Aaron Swartz was a brilliant computer programmer and activist who helped develop the RSS news feed protocol, co-founded Reddit, developed the web.py framework, and helped shape the Creative Commons licensing system.
At fourteen he was authoring documents for the World Wide Web Consortium. At fifteen he was working alongside the likes of Tim Berners-Lee and Lawrence Lessig. He created watchdog sites to keep an eye on political and academic corruption, he helped derail the Stop Online Piracy Act (SOPA), he downloaded and freed to the public millions of documents, and he created a system that allowed anonymous informants to send documents to the media.
But at the age of 26 he was dead.
Aaron Swartz took his life on the January 11th 2013 after being hounded by the FBI and the Department of Justice of the USA for doing, to all practical effects, nothing wrong.

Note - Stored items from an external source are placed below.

//! Stub inference server shared by the end-to-end tests.

#![allow(dead_code)]

use std::collections::HashSet;
use std::sync::atomic::{AtomicUsize, Ordering};
use std::sync::Arc;
use std::time::Duration;

use axum::extract::State;
use axum::http::StatusCode;
use axum::response::{IntoResponse, Response};
use axum::routing::{get, post};
use axum::{Json, Router};
use chirai::config::ServerConfig;
use chirai::ProbeClient;
use serde_json::{json, Value};

/// Serve `router` on an ephemeral local port and return its base URL.
pub async fn spawn(router: Router) -> String {
    let listener = tokio::net::TcpListener::bind("127.0.0.1:0").await.unwrap();
    let addr = listener.local_addr().unwrap();
    tokio::spawn(async move {
        let _ = axum::serve(listener, router).await;
    });
    format!("http://{addr}")
}

/// Probe against `base_url` with short timeouts.
pub fn probe(base_url: &str) -> ProbeClient {
    ProbeClient::new(&ServerConfig {
        base_url: base_url.to_string(),
        connect_timeout_secs: 2,
        request_timeout_secs: 2,
    })
    .unwrap()
}

/// OpenAI-style completion body.
pub fn completion(content: &str) -> Value {
    json!({
        "id": "chatcmpl-1",
        "object": "chat.completion",
        "choices": [{
            "index": 0,
            "message": {"role": "assistant", "content": content},
            "finish_reason": "stop"
        }]
    })
}

async fn tags() -> Json<Value> {
    Json(json!({
        "models": [
            {"name": "gemma3:1b", "size": 815_319_791_u64},
            {"name": "qwen2.5:3b", "size": 1_929_912_432_u64}
        ]
    }))
}

async fn version() -> Json<Value> {
    Json(json!({"version": "0.9.0"}))
}

async fn generate() -> Json<Value> {
    Json(json!({"model": "gemma3:1b", "response": "Hello!", "done": true}))
}

async fn healthy_chat(Json(body): Json<Value>) -> Response {
    if body["model"] == "invalid:model" {
        return (
            StatusCode::NOT_FOUND,
            Json(json!({"error": {"message": "model \"invalid:model\" not found"}})),
        )
            .into_response();
    }
    Json(completion("こんにちは！元気です。4")).into_response()
}

/// A well-behaved Ollama-compatible server.
pub fn healthy_router() -> Router {
    Router::new()
        .route("/api/tags", get(tags))
        .route("/api/version", get(version))
        .route("/api/generate", post(generate))
        .route("/v1/chat/completions", post(healthy_chat))
}

/// Every endpoint answers 500.
pub fn broken_router() -> Router {
    let fail = || async { (StatusCode::INTERNAL_SERVER_ERROR, "internal error") };
    Router::new()
        .route("/api/tags", get(fail))
        .route("/api/version", get(fail))
        .route("/api/generate", post(fail))
        .route("/v1/chat/completions", post(fail))
}

/// Chat answers only after `delay`.
pub fn slow_chat_router(delay: Duration) -> Router {
    Router::new().route(
        "/v1/chat/completions",
        post(move || async move {
            tokio::time::sleep(delay).await;
            Json(completion("late"))
        }),
    )
}

/// Chat answers 200 with a body that is not JSON.
pub fn garbage_chat_router() -> Router {
    Router::new().route("/v1/chat/completions", post(|| async { "<html>oops</html>" }))
}

/// Chat answers valid JSON without `choices[0].message.content`.
pub fn empty_choices_router() -> Router {
    Router::new().route(
        "/v1/chat/completions",
        post(|| async { Json(json!({"choices": []})) }),
    )
}

/// Counts chat calls and fails the ones whose 0-based index is listed.
#[derive(Clone, Default)]
pub struct FlakyChat {
    calls: Arc<AtomicUsize>,
    failing: Arc<HashSet<usize>>,
}

impl FlakyChat {
    pub fn failing(indices: impl IntoIterator<Item = usize>) -> Self {
        Self {
            calls: Arc::new(AtomicUsize::new(0)),
            failing: Arc::new(indices.into_iter().collect()),
        }
    }

    pub fn calls(&self) -> usize {
        self.calls.load(Ordering::SeqCst)
    }

    pub fn router(&self) -> Router {
        Router::new()
            .route("/v1/chat/completions", post(flaky_chat))
            .with_state(self.clone())
    }
}

async fn flaky_chat(State(stub): State<FlakyChat>) -> Response {
    let call = stub.calls.fetch_add(1, Ordering::SeqCst);
    if stub.failing.contains(&call) {
        (StatusCode::SERVICE_UNAVAILABLE, "busy").into_response()
    } else {
        Json(completion("ok")).into_response()
    }
}
//! Aggregated results of one harness run.

use std::fmt;

use serde::de::{MapAccess, Visitor};
use serde::ser::SerializeMap;
use serde::{Deserialize, Deserializer, Serialize, Serializer};

use super::category::Category;
use super::outcome::TestOutcome;

/// Outcomes grouped by category.
///
/// Categories appear in the order their first outcome was recorded and
/// outcomes within a category in execution order. Serializes as a JSON
/// object (`category → [outcome, ...]`) preserving that order.
#[derive(Debug, Clone, Default, PartialEq)]
pub struct ResultSet {
    categories: Vec<(Category, Vec<TestOutcome>)>,
}

impl ResultSet {
    /// Empty result set
    pub fn new() -> Self {
        Self::default()
    }

    /// Append an outcome to its category
    pub(crate) fn push(&mut self, category: &Category, outcome: TestOutcome) {
        match self.categories.iter_mut().find(|(c, _)| c == category) {
            Some((_, outcomes)) => outcomes.push(outcome),
            None => self.categories.push((category.clone(), vec![outcome])),
        }
    }

    /// Categories with their outcomes, in order
    pub fn categories(&self) -> impl Iterator<Item = (&Category, &[TestOutcome])> {
        self.categories.iter().map(|(c, o)| (c, o.as_slice()))
    }

    /// Outcomes of one category
    pub fn get(&self, category: &Category) -> Option<&[TestOutcome]> {
        self.categories
            .iter()
            .find(|(c, _)| c == category)
            .map(|(_, o)| o.as_slice())
    }

    /// Every outcome, in execution order
    pub fn outcomes(&self) -> impl Iterator<Item = &TestOutcome> {
        self.categories.iter().flat_map(|(_, o)| o.iter())
    }

    /// Total number of outcomes
    pub fn total(&self) -> usize {
        self.categories.iter().map(|(_, o)| o.len()).sum()
    }

    /// Number of passing outcomes
    pub fn passed(&self) -> usize {
        self.outcomes().filter(|o| o.success).count()
    }

    /// No outcomes recorded
    pub fn is_empty(&self) -> bool {
        self.total() == 0
    }

    /// Aggregate counts, per-category breakdown and grade
    pub fn summary(&self) -> Summary {
        let categories: Vec<CategorySummary> = self
            .categories
            .iter()
            .map(|(category, outcomes)| {
                let passed = outcomes.iter().filter(|o| o.success).count();
                CategorySummary {
                    category: category.clone(),
                    passed,
                    total: outcomes.len(),
                    success_rate: success_rate(passed, outcomes.len()),
                }
            })
            .collect();

        let total = self.total();
        let passed = self.passed();
        let rate = success_rate(passed, total);

        Summary {
            total,
            passed,
            failed: total - passed,
            success_rate: rate,
            grade: Grade::from_rate(rate),
            categories,
        }
    }
}

/// Percentage of `passed` in `total`; 0.0 when `total` is zero.
pub(crate) fn success_rate(passed: usize, total: usize) -> f64 {
    if total == 0 {
        0.0
    } else {
        (passed * 100) as f64 / total as f64
    }
}

impl Serialize for ResultSet {
    fn serialize<S: Serializer>(&self, serializer: S) -> Result<S::Ok, S::Error> {
        let mut map = serializer.serialize_map(Some(self.categories.len()))?;
        for (category, outcomes) in &self.categories {
            map.serialize_entry(category, outcomes)?;
        }
        map.end()
    }
}

impl<'de> Deserialize<'de> for ResultSet {
    fn deserialize<D: Deserializer<'de>>(deserializer: D) -> Result<Self, D::Error> {
        struct ResultSetVisitor;

        impl<'de> Visitor<'de> for ResultSetVisitor {
            type Value = ResultSet;

            fn expecting(&self, f: &mut fmt::Formatter<'_>) -> fmt::Result {
                f.write_str("a map of category to outcome list")
            }

            fn visit_map<A: MapAccess<'de>>(self, mut access: A) -> Result<ResultSet, A::Error> {
                let mut set = ResultSet::new();
                while let Some((category, outcomes)) =
                    access.next_entry::<Category, Vec<TestOutcome>>()?
                {
                    // Empty categories carry no information
                    if outcomes.is_empty() {
                        continue;
                    }
                    for outcome in outcomes {
                        set.push(&category, outcome);
                    }
                }
                Ok(set)
            }
        }

        deserializer.deserialize_map(ResultSetVisitor)
    }
}

/// Per-category pass counts.
#[derive(Debug, Clone, PartialEq, Serialize, Deserialize)]
pub struct CategorySummary {
    /// Category
    pub category: Category,
    /// Passing outcomes
    pub passed: usize,
    /// All outcomes
    pub total: usize,
    /// Percentage passed
    pub success_rate: f64,
}

impl CategorySummary {
    /// ✅ when everything passed, ⚠️ at 80% or more, ❌ otherwise
    pub fn status_icon(&self) -> &'static str {
        if self.passed == self.total {
            "✅"
        } else if self.success_rate >= 80.0 {
            "⚠️"
        } else {
            "❌"
        }
    }
}

/// Aggregate view of a [`ResultSet`].
#[derive(Debug, Clone, PartialEq, Serialize, Deserialize)]
pub struct Summary {
    /// All outcomes
    pub total: usize,
    /// Passing outcomes
    pub passed: usize,
    /// Failing outcomes
    pub failed: usize,
    /// Percentage passed (0.0 for an empty run)
    pub success_rate: f64,
    /// Qualitative grade
    pub grade: Grade,
    /// Per-category breakdown, in result order
    pub categories: Vec<CategorySummary>,
}

/// Qualitative grade derived from the success rate.
#[derive(Debug, Clone, Copy, PartialEq, Eq, Hash, Serialize, Deserialize)]
#[serde(rename_all = "snake_case")]
pub enum Grade {
    /// ≥ 95%
    Excellent,
    /// ≥ 90%
    VeryGood,
    /// ≥ 80%
    Good,
    /// ≥ 70%
    Fair,
    /// < 70%
    Poor,
}

impl Grade {
    /// Grade for a success rate in percent
    pub fn from_rate(rate: f64) -> Self {
        if rate >= 95.0 {
            Self::Excellent
        } else if rate >= 90.0 {
            Self::VeryGood
        } else if rate >= 80.0 {
            Self::Good
        } else if rate >= 70.0 {
            Self::Fair
        } else {
            Self::Poor
        }
    }

    /// Lowercase label
    pub fn label(self) -> &'static str {
        match self {
            Self::Excellent => "excellent",
            Self::VeryGood => "very good",
            Self::Good => "good",
            Self::Fair => "fair",
            Self::Poor => "poor",
        }
    }

    /// What the grade means for release readiness
    pub fn description(self) -> &'static str {
        match self {
            Self::Excellent => "Production ready",
            Self::VeryGood => "Minor issues to address",
            Self::Good => "Some improvements needed",
            Self::Fair => "Significant improvements needed",
            Self::Poor => "Major issues to resolve",
        }
    }

    /// Console/Markdown icon
    pub fn icon(self) -> &'static str {
        match self {
            Self::Excellent => "🌟",
            Self::VeryGood => "✅",
            Self::Good => "⚠️",
            Self::Fair => "🔧",
            Self::Poor => "❌",
        }
    }
}

impl fmt::Display for Grade {
    fn fmt(&self, f: &mut fmt::Formatter<'_>) -> fmt::Result {
        f.write_str(self.label())
    }
}
//! Console output: live progress and the final summary.

use std::fmt::Write as _;

use chrono::{DateTime, Utc};

use crate::harness::{CaseEvent, Category};

use super::RunReport;

/// Icon printed in front of a category heading
pub fn category_icon(category: &Category) -> &'static str {
    match category.as_str() {
        "infrastructure" => "🏗️",
        "functionality" => "⚙️",
        "performance" => "⚡",
        "security" => "🛡️",
        "usability" => "👤",
        "reliability" => "🔄",
        "compatibility" => "📱",
        _ => "🧪",
    }
}

/// Run banner
pub fn render_header(base_url: &str, started: DateTime<Utc>) -> String {
    let mut out = String::new();
    let _ = writeln!(out, "🚀 ChirAI inference server test suite");
    let _ = writeln!(out, "{}", "=".repeat(60));
    let _ = writeln!(out, "Server:  {base_url}");
    let _ = writeln!(out, "Started: {}", started.format("%Y-%m-%d %H:%M:%S UTC"));
    out
}

/// Progress line(s) for one harness event.
///
/// `last_category` tracks section changes so a heading is printed once per
/// category.
pub fn render_event(event: &CaseEvent<'_>, last_category: &mut Option<Category>) -> String {
    let mut out = String::new();
    match event {
        CaseEvent::Started {
            index,
            category,
            name,
            ..
        } => {
            if last_category.as_ref() != Some(*category) {
                let _ = writeln!(
                    out,
                    "\n{}  {} TESTS",
                    category_icon(category),
                    category.as_str().to_uppercase()
                );
                let _ = writeln!(out, "{}", "-".repeat(40));
                *last_category = Some((*category).clone());
            }
            let _ = writeln!(out, "🧪 [{index:2}] {name}");
        },
        CaseEvent::Finished { outcome, .. } => {
            let verdict = if outcome.success {
                "✅ PASS"
            } else {
                "❌ FAIL"
            };
            let _ = writeln!(
                out,
                "{verdict} ({:.2}s) - {}",
                outcome.duration.as_secs_f64(),
                outcome.message
            );
        },
    }
    out
}

/// Observer printing progress to stdout, for [`Harness::on_event`](crate::harness::Harness::on_event)
pub fn progress_printer() -> impl FnMut(&CaseEvent<'_>) + Send + 'static {
    let mut last_category = None;
    move |event| print!("{}", render_event(event, &mut last_category))
}

/// Final summary block
pub fn render_summary(report: &RunReport) -> String {
    let summary = report.detailed_summary();
    let mut out = String::new();

    let _ = writeln!(out, "\n{}", "=".repeat(60));
    let _ = writeln!(out, "📊 Test report");
    let _ = writeln!(out, "{}", "=".repeat(60));
    let _ = writeln!(out, "Duration:     {:.1}s", report.duration);
    let _ = writeln!(out, "Total tests:  {}", summary.total);
    let _ = writeln!(out, "Passed:       {}", summary.passed);
    let _ = writeln!(out, "Failed:       {}", summary.failed);
    let _ = writeln!(out, "Success rate: {:.1}%", summary.success_rate);

    let _ = writeln!(out, "\nBy category:");
    for category in &summary.categories {
        let _ = writeln!(
            out,
            "  {} {}: {}/{} ({:.1}%)",
            category.status_icon(),
            category.category.as_str().to_uppercase(),
            category.passed,
            category.total,
            category.success_rate
        );
    }

    let _ = writeln!(out, "\nQuality grade:");
    let _ = writeln!(
        out,
        "{} {} - {}",
        summary.grade.icon(),
        summary.grade.label().to_uppercase(),
        summary.grade.description()
    );
    out
}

He was accused of 13 crimes and faced 35 years in prison for something that, as was later proven, was not illegal at all.
The level of deliberate spite in his persecution, orchestrated by the U.S. Attorney’s office and the Federal Bureau of Investigation (who had already had Aaron in its crosshairs for some time), hell-bent on making an example out of the hacker, reached absurd proportions pushing him to suicide.
Now you can see the story of Aaron and the sad, outrageous events that led to his death in the film “The Internet’s Own Boy”. The film was financed by crowdfunding on Kickstarter and is fittingly released under a CC commons license. You can download it from the Internet Archive (another institution that benefited from Aaron’s disinterested help) or watch it online on YouTube.
The gross injustice executed on Aaron deprived the world of a brilliant mind and a committed activist who worked selflessly in pro of social justice.
Be ready to be outraged.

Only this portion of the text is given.